Specific Executive Function Impairments Predict Comorbid Psychopathology in ASD and ADHD

Autism Spectrum Disorder (ASD) and Attention-Deficit/Hyperactivity Disorder (ADHD) are often comorbid with specific psychiatric presentations, and they also exhibit unique profiles of impairments in executive functions (EF). Research suggests that EF can play a role in the expression of psychiatric symptoms, but there is a paucity of research exploring whether EF impairments in ASD and ADHD may serve as pathways to common comorbidities in the disorders. The current study hypothesized that the prominent EF impairments in ASD and ADHD mediate the behavioral and psychiatric comorbidities in these disorders, such that impairments with flexibility/shifting in ASD and with inhibition in ADHD mediate the disorders’ associations with anxiety/depression symptoms and oppositional/aggressive behavior, respectively. 

Method: Archival, parent-report data from the Behavior Rating Inventory of Executive Function (BRIEF) and the Child Behavior Checklist (CBCL) were obtained for 125 children (55 ADHD Combined or Hyperactive/Impulsive type, 70 ASD) evaluated at a children’s hospital in the mid-Atlantic. Data were analyzed using path analysis.
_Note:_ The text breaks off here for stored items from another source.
//! Progress indicators with CI fallback

use super::context::UiContext;
use console::style;
use indicatif::{ProgressBar, ProgressStyle};

/// A task spinner with CI fallback
pub struct TaskSpinner {
    spinner: Option<cliclack::ProgressBar>,
    interactive: bool,
    quiet: bool,
}

impl TaskSpinner {
    pub fn new(ctx: &UiContext) -> Self {
        Self {
            spinner: None,
            interactive: ctx.use_fancy_output(),
            quiet: ctx.is_quiet(),
        }
    }

    /// Start the spinner with a message
    pub fn start(&mut self, message: &str) {
        if self.quiet {
            return;
        }
        if self.interactive {
            let spinner = cliclack::spinner();
            spinner.start(message);
            self.spinner = Some(spinner);
        } else {
            println!("{} {}", style("...").dim(), message);
        }
    }

    /// Stop with success message
    pub fn stop(&mut self, message: &str) {
        if let Some(spinner) = self.spinner.take() {
            spinner.stop(message);
        } else if !self.quiet {
            println!("{} {}", style("[OK]").green(), message);
        }
    }

    /// Stop with warning message
    pub fn stop_warn(&mut self, message: &str) {
        if let Some(spinner) = self.spinner.take() {
            spinner.stop(message);
        } else if !self.quiet {
            println!("{} {}", style("[WARN]").yellow(), message);
        }
    }

    /// Stop with error message
    pub fn stop_error(&mut self, message: &str) {
        if let Some(spinner) = self.spinner.take() {
            spinner.error(message);
        } else if !self.quiet {
            println!("{} {}", style("[FAIL]").red(), message);
        }
    }
}

/// Bar over the requests sent through the agent.
///
/// Only drawn in interactive mode; plain runs print nothing since the
/// results table follows.
pub struct RequestProgress {
    bar: Option<ProgressBar>,
}

impl RequestProgress {
    pub fn new(ctx: &UiContext, total: usize) -> Self {
        let bar = if ctx.use_fancy_output() && total > 1 {
            let bar = ProgressBar::new(total as u64);
            let template = ProgressStyle::default_bar()
                .template("  {spinner:.cyan} Requesting  {bar:20.cyan/dim} {pos}/{len} {msg:.dim}")
                .map(|s| s.tick_chars("⠋⠙⠹⠸⠼⠴⠦⠧⠇⠏ ").progress_chars("━╸─"));
            if let Ok(template) = template {
                bar.set_style(template);
            }
            bar.enable_steady_tick(std::time::Duration::from_millis(120));
            Some(bar)
        } else {
            None
        };
        Self { bar }
    }

    /// Mark `url` as in flight
    pub fn on_request(&self, url: &str) {
        if let Some(ref bar) = self.bar {
            bar.set_message(shorten(url, 48));
        }
    }

    pub fn on_done(&self) {
        if let Some(ref bar) = self.bar {
            bar.inc(1);
        }
    }

    pub fn finish(&self) {
        if let Some(ref bar) = self.bar {
            bar.disable_steady_tick();
            bar.finish_and_clear();
        }
    }
}

/// Truncate to `max` characters, keeping the tail
fn shorten(text: &str, max: usize) -> String {
    let count = text.chars().count();
    if count <= max {
        return text.to_string();
    }
    let tail: String = text.chars().skip(count - (max - 3)).collect();
    format!("...{}", tail)
}
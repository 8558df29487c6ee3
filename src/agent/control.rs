//! Message and sync hooks

use super::Agent;
use serde::{Deserialize, Serialize};
use serde_json::Value;
use tracing::{debug, info};

/// Tag of the post synchronization event
pub const SYNC_POSTS_TAG: &str = "sync-posts";

/// Recognized page messages
#[derive(Debug, Clone, Copy, PartialEq, Eq)]
pub enum ControlMessage {
    /// `{"type": "SKIP_WAITING"}`
    SkipWaiting,
}

impl ControlMessage {
    pub fn parse(data: &Value) -> Option<Self> {
        match data.get("type").and_then(Value::as_str) {
            Some("SKIP_WAITING") => Some(Self::SkipWaiting),
            _ => None,
        }
    }
}

#[derive(Debug, Clone, Copy, PartialEq, Eq, Serialize)]
#[serde(tag = "outcome", rename_all = "snake_case")]
pub enum MessageOutcome {
    Ignored,
    SkipWaiting { activate_now: bool },
}

/// Background sync trigger
#[derive(Debug, Clone, PartialEq, Eq, Serialize, Deserialize)]
pub struct SyncEvent {
    pub tag: String,
}

impl SyncEvent {
    pub fn new(tag: impl Into<String>) -> Self {
        Self { tag: tag.into() }
    }
}

#[derive(Debug, Clone, Copy, PartialEq, Eq, Serialize)]
#[serde(rename_all = "snake_case")]
pub enum SyncOutcome {
    Acknowledged,
    Ignored,
}

impl Agent {
    /// Handle a page message. Only `SKIP_WAITING` is recognized.
    pub fn handle_message(&self, data: &Value) -> MessageOutcome {
        match ControlMessage::parse(data) {
            Some(ControlMessage::SkipWaiting) => {
                let activate_now = self.skip_waiting();
                info!("Skip waiting requested (activate now: {})", activate_now);
                MessageOutcome::SkipWaiting { activate_now }
            }
            None => {
                debug!("Ignoring message {}", data);
                MessageOutcome::Ignored
            }
        }
    }

    /// Post synchronization is not implemented; the event is only logged.
    pub fn handle_sync(&self, event: &SyncEvent) -> SyncOutcome {
        if event.tag == SYNC_POSTS_TAG {
            info!("Sync requested for posts, nothing to do");
            SyncOutcome::Acknowledged
        } else {
            debug!("Ignoring sync tag {}", event.tag);
            SyncOutcome::Ignored
        }
    }
}
//! offgrid - Offline-caching agent
//!
//! CLI entry point that dispatches to subcommands.

use clap::Parser;
use console::style;
use offgrid::cli::{commands, Cli, Commands};
use offgrid::config::ConfigManager;
use offgrid::error::OffgridResult;
use std::process::ExitCode;
use tracing::debug;
use tracing_subscriber::EnvFilter;

#[tokio::main]
async fn main() -> ExitCode {
    match run().await {
        Ok(()) => ExitCode::SUCCESS,
        Err(e) => {
            eprintln!("{} {}", style("Error:").red().bold(), e);
            if let Some(hint) = e.hint() {
                eprintln!("{} {}", style("Hint:").yellow(), hint);
            }
            ExitCode::FAILURE
        }
    }
}

fn init_logging(verbose: u8, log_format: &str) {
    // 0 = warn, 1 = info, 2+ = debug. RUST_LOG wins when set.
    let level = match verbose {
        0 => "offgrid=warn",
        1 => "offgrid=info",
        _ => "offgrid=debug",
    };
    let filter = EnvFilter::try_from_default_env().unwrap_or_else(|_| EnvFilter::new(level));

    if log_format == "json" {
        tracing_subscriber::fmt()
            .json()
            .with_env_filter(filter)
            .with_writer(std::io::stderr)
            .init();
    } else {
        tracing_subscriber::fmt()
            .with_env_filter(filter)
            .with_target(false)
            .without_time()
            .with_writer(std::io::stderr)
            .init();
    }
}

async fn run() -> OffgridResult<()> {
    let cli = Cli::parse();

    // Completions need neither config nor logging
    if let Commands::Completions(args) = cli.command {
        return commands::completions(args);
    }

    let manager = ConfigManager::resolve(cli.config.clone());
    let config = manager.load().await?;

    init_logging(cli.verbose, &config.general.log_format);
    debug!("Using config {}", manager.path().display());

    match cli.command {
        Commands::Run(args) => commands::run(args, &config).await,
        Commands::Plan(args) => commands::plan(args, &config).await,
        Commands::Config(args) => commands::config(args, &manager, &config).await,
        Commands::Completions(_) => Ok(()),
    }
}
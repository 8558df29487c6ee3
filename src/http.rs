//! Request and response values passed between the host, the agent and
//! the cache.
//!
//! Requests always carry an absolute URL. Relative paths (as found in the
//! precache list) are resolved against the configured origin before the
//! agent ever sees them.

use crate::error::{OffgridError, OffgridResult};
use bytes::Bytes;
use serde::{Deserialize, Serialize};
use std::borrow::Cow;
use std::collections::BTreeMap;
use std::fmt;
use std::str::FromStr;
use url::Url;

/// HTTP request method
#[derive(Debug, Clone, Copy, Default, PartialEq, Eq, Hash, Serialize, Deserialize)]
#[serde(rename_all = "UPPERCASE")]
pub enum Method {
    #[default]
    Get,
    Head,
    Post,
    Put,
    Patch,
    Delete,
}

impl Method {
    /// Convert to the wire representation
    pub fn as_str(&self) -> &'static str {
        match self {
            Self::Get => "GET",
            Self::Head => "HEAD",
            Self::Post => "POST",
            Self::Put => "PUT",
            Self::Patch => "PATCH",
            Self::Delete => "DELETE",
        }
    }
}

impl fmt::Display for Method {
    fn fmt(&self, f: &mut fmt::Formatter<'_>) -> fmt::Result {
        f.write_str(self.as_str())
    }
}

impl FromStr for Method {
    type Err = OffgridError;

    fn from_str(s: &str) -> Result<Self, Self::Err> {
        match s.to_ascii_uppercase().as_str() {
            "GET" => Ok(Self::Get),
            "HEAD" => Ok(Self::Head),
            "POST" => Ok(Self::Post),
            "PUT" => Ok(Self::Put),
            "PATCH" => Ok(Self::Patch),
            "DELETE" => Ok(Self::Delete),
            _ => Err(OffgridError::UnsupportedMethod(s.to_string())),
        }
    }
}

/// What the requesting page intends to do with the response
#[derive(Debug, Clone, Copy, Default, PartialEq, Eq, Hash, Serialize, Deserialize)]
#[serde(rename_all = "lowercase")]
pub enum Destination {
    /// Unknown, e.g. `fetch()` from script
    #[default]
    Empty,
    /// Top-level navigation
    Document,
    Image,
    Script,
    Style,
    Font,
    Manifest,
    Worker,
}

impl Destination {
    pub fn as_str(&self) -> &'static str {
        match self {
            Self::Empty => "",
            Self::Document => "document",
            Self::Image => "image",
            Self::Script => "script",
            Self::Style => "style",
            Self::Font => "font",
            Self::Manifest => "manifest",
            Self::Worker => "worker",
        }
    }
}

impl fmt::Display for Destination {
    fn fmt(&self, f: &mut fmt::Formatter<'_>) -> fmt::Result {
        match self {
            Self::Empty => f.write_str("empty"),
            other => f.write_str(other.as_str()),
        }
    }
}

impl FromStr for Destination {
    type Err = OffgridError;

    fn from_str(s: &str) -> Result<Self, Self::Err> {
        match s.to_ascii_lowercase().as_str() {
            "" | "empty" => Ok(Self::Empty),
            "document" => Ok(Self::Document),
            "image" => Ok(Self::Image),
            "script" => Ok(Self::Script),
            "style" => Ok(Self::Style),
            "font" => Ok(Self::Font),
            "manifest" => Ok(Self::Manifest),
            "worker" => Ok(Self::Worker),
            _ => Err(OffgridError::UnknownDestination(s.to_string())),
        }
    }
}

/// An intercepted request
#[derive(Debug, Clone, PartialEq, Eq)]
pub struct Request {
    pub method: Method,
    pub url: Url,
    pub destination: Destination,
    /// Header names are stored lowercase
    pub headers: BTreeMap<String, String>,
    pub body: Option<Bytes>,
}

impl Request {
    /// Create a GET request for an absolute URL
    pub fn get(url: Url) -> Self {
        Self {
            method: Method::Get,
            url,
            destination: Destination::Empty,
            headers: BTreeMap::new(),
            body: None,
        }
    }

    /// Resolve `raw` (absolute or origin-relative) against `base`.
    ///
    /// Only http(s) URLs are accepted.
    pub fn resolve(base: &Url, raw: &str) -> OffgridResult<Self> {
        let url = base.join(raw).map_err(|e| OffgridError::InvalidUrl {
            url: raw.to_string(),
            reason: e.to_string(),
        })?;

        if !matches!(url.scheme(), "http" | "https") {
            return Err(OffgridError::InvalidUrl {
                url: raw.to_string(),
                reason: format!("unsupported scheme '{}'", url.scheme()),
            });
        }

        Ok(Self::get(url))
    }

    pub fn with_method(mut self, method: Method) -> Self {
        self.method = method;
        self
    }

    pub fn with_destination(mut self, destination: Destination) -> Self {
        self.destination = destination;
        self
    }

    /// The URL as a string
    pub fn url_str(&self) -> &str {
        self.url.as_str()
    }

    /// Whether the request targets the same origin as `origin`
    pub fn is_same_origin(&self, origin: &Url) -> bool {
        self.url.origin() == origin.origin()
    }

    /// Key under which this request is cached. The fragment is not part
    /// of the key.
    pub fn cache_key(&self) -> CacheKey {
        let mut url = self.url.clone();
        url.set_fragment(None);
        CacheKey::new(self.method, url.as_str())
    }
}

/// A request as handed to `add_all`: either a constructed request or the
/// raw URL string it could not be built from.
#[derive(Debug, Clone)]
pub enum RequestInfo {
    Request(Request),
    Raw(String),
}

impl RequestInfo {
    /// Build a request for `raw`, degrading to the raw string when the
    /// URL cannot be resolved.
    pub fn build(base: &Url, raw: &str) -> Self {
        match Request::resolve(base, raw) {
            Ok(request) => Self::Request(request),
            Err(e) => {
                tracing::debug!("Falling back to raw key for {}: {}", raw, e);
                Self::Raw(raw.to_string())
            }
        }
    }

    /// Key the entry will be stored under
    pub fn cache_key(&self) -> CacheKey {
        match self {
            Self::Request(request) => request.cache_key(),
            Self::Raw(raw) => CacheKey::new(Method::Get, raw),
        }
    }

    /// Turn into a fetchable request, resolving raw strings again
    pub fn into_request(self, base: &Url) -> OffgridResult<Request> {
        match self {
            Self::Request(request) => Ok(request),
            Self::Raw(raw) => Request::resolve(base, &raw),
        }
    }
}

/// Cache lookup key: method plus URL
#[derive(Debug, Clone, PartialEq, Eq, PartialOrd, Ord, Hash, Serialize, Deserialize)]
pub struct CacheKey(String);

impl CacheKey {
    pub fn new(method: Method, url: &str) -> Self {
        Self(format!("{} {}", method.as_str(), url))
    }

    pub fn as_str(&self) -> &str {
        &self.0
    }

    /// URL part of the key
    pub fn url(&self) -> &str {
        self.0.split_once(' ').map(|(_, url)| url).unwrap_or(&self.0)
    }
}

impl fmt::Display for CacheKey {
    fn fmt(&self, f: &mut fmt::Formatter<'_>) -> fmt::Result {
        f.write_str(&self.0)
    }
}

/// Platform classification of a fetched response
#[derive(Debug, Clone, Copy, Default, PartialEq, Eq, Serialize, Deserialize)]
#[serde(rename_all = "lowercase")]
pub enum ResponseType {
    /// Same-origin response
    Basic,
    /// Cross-origin response with CORS headers
    Cors,
    /// Synthesized locally
    #[default]
    Default,
    /// Network error placeholder
    Error,
    /// Cross-origin response without CORS
    Opaque,
    /// Unfollowed redirect
    OpaqueRedirect,
}

impl ResponseType {
    pub fn as_str(&self) -> &'static str {
        match self {
            Self::Basic => "basic",
            Self::Cors => "cors",
            Self::Default => "default",
            Self::Error => "error",
            Self::Opaque => "opaque",
            Self::OpaqueRedirect => "opaqueredirect",
        }
    }
}

impl fmt::Display for ResponseType {
    fn fmt(&self, f: &mut fmt::Formatter<'_>) -> fmt::Result {
        f.write_str(self.as_str())
    }
}

/// A captured response. Bodies are reference counted, so clones are cheap.
#[derive(Debug, Clone, PartialEq, Eq)]
pub struct Response {
    pub status: u16,
    pub response_type: ResponseType,
    pub url: String,
    pub redirected: bool,
    /// Header names are stored lowercase
    pub headers: BTreeMap<String, String>,
    pub body: Bytes,
}

impl Response {
    /// Create an empty response with a status
    pub fn new(status: u16) -> Self {
        Self {
            status,
            response_type: ResponseType::Default,
            url: String::new(),
            redirected: false,
            headers: BTreeMap::new(),
            body: Bytes::new(),
        }
    }

    /// Synthesized page returned for navigations while offline
    pub fn offline_notice(body: &str) -> Self {
        Self::new(503)
            .with_header("Content-Type", "text/html")
            .with_body(body.to_string())
    }

    pub fn with_type(mut self, response_type: ResponseType) -> Self {
        self.response_type = response_type;
        self
    }

    pub fn with_url(mut self, url: impl Into<String>) -> Self {
        self.url = url.into();
        self
    }

    pub fn with_header(mut self, name: &str, value: impl Into<String>) -> Self {
        self.headers.insert(name.to_ascii_lowercase(), value.into());
        self
    }

    pub fn with_body(mut self, body: impl Into<Bytes>) -> Self {
        self.body = body.into();
        self
    }

    /// Case-insensitive header lookup
    pub fn header(&self, name: &str) -> Option<&str> {
        self.headers
            .get(&name.to_ascii_lowercase())
            .map(String::as_str)
    }

    /// 2xx status
    pub fn ok(&self) -> bool {
        (200..300).contains(&self.status)
    }

    /// A 200, same-origin, non-redirected response
    pub fn is_cacheable(&self) -> bool {
        self.status == 200 && self.response_type == ResponseType::Basic && !self.redirected
    }

    /// Body decoded as UTF-8, lossy
    pub fn text(&self) -> Cow<'_, str> {
        String::from_utf8_lossy(&self.body)
    }
}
Results: Results supported a slightly modified model, χ2(2)= 2.527, p = .283; CFI = .997, RMSEA = .046, SRMR = .039. Children with ASD exhibited significantly more inflexibility than those with ADHD, which predicted greater anxiety/depression symptoms. Children with ADHD exhibited significantly more behavioral disinhibition than those with ASD, which partly predicted oppositionality/aggression; however, ADHD diagnosis alone remained predictive of oppositionality/aggression. Unexpectedly, inflexibility in ASD also predicted oppositionality/aggression.

Conclusions: Findings support the presence of distinct EF impairment profiles in ASD and ADHD and suggest that these impairments may serve as pathways to comorbid psychopathology. Results indicate that EF impairments warrant clinical attention as targets of intervention for possible prevention and/or mitigation of comorbidities.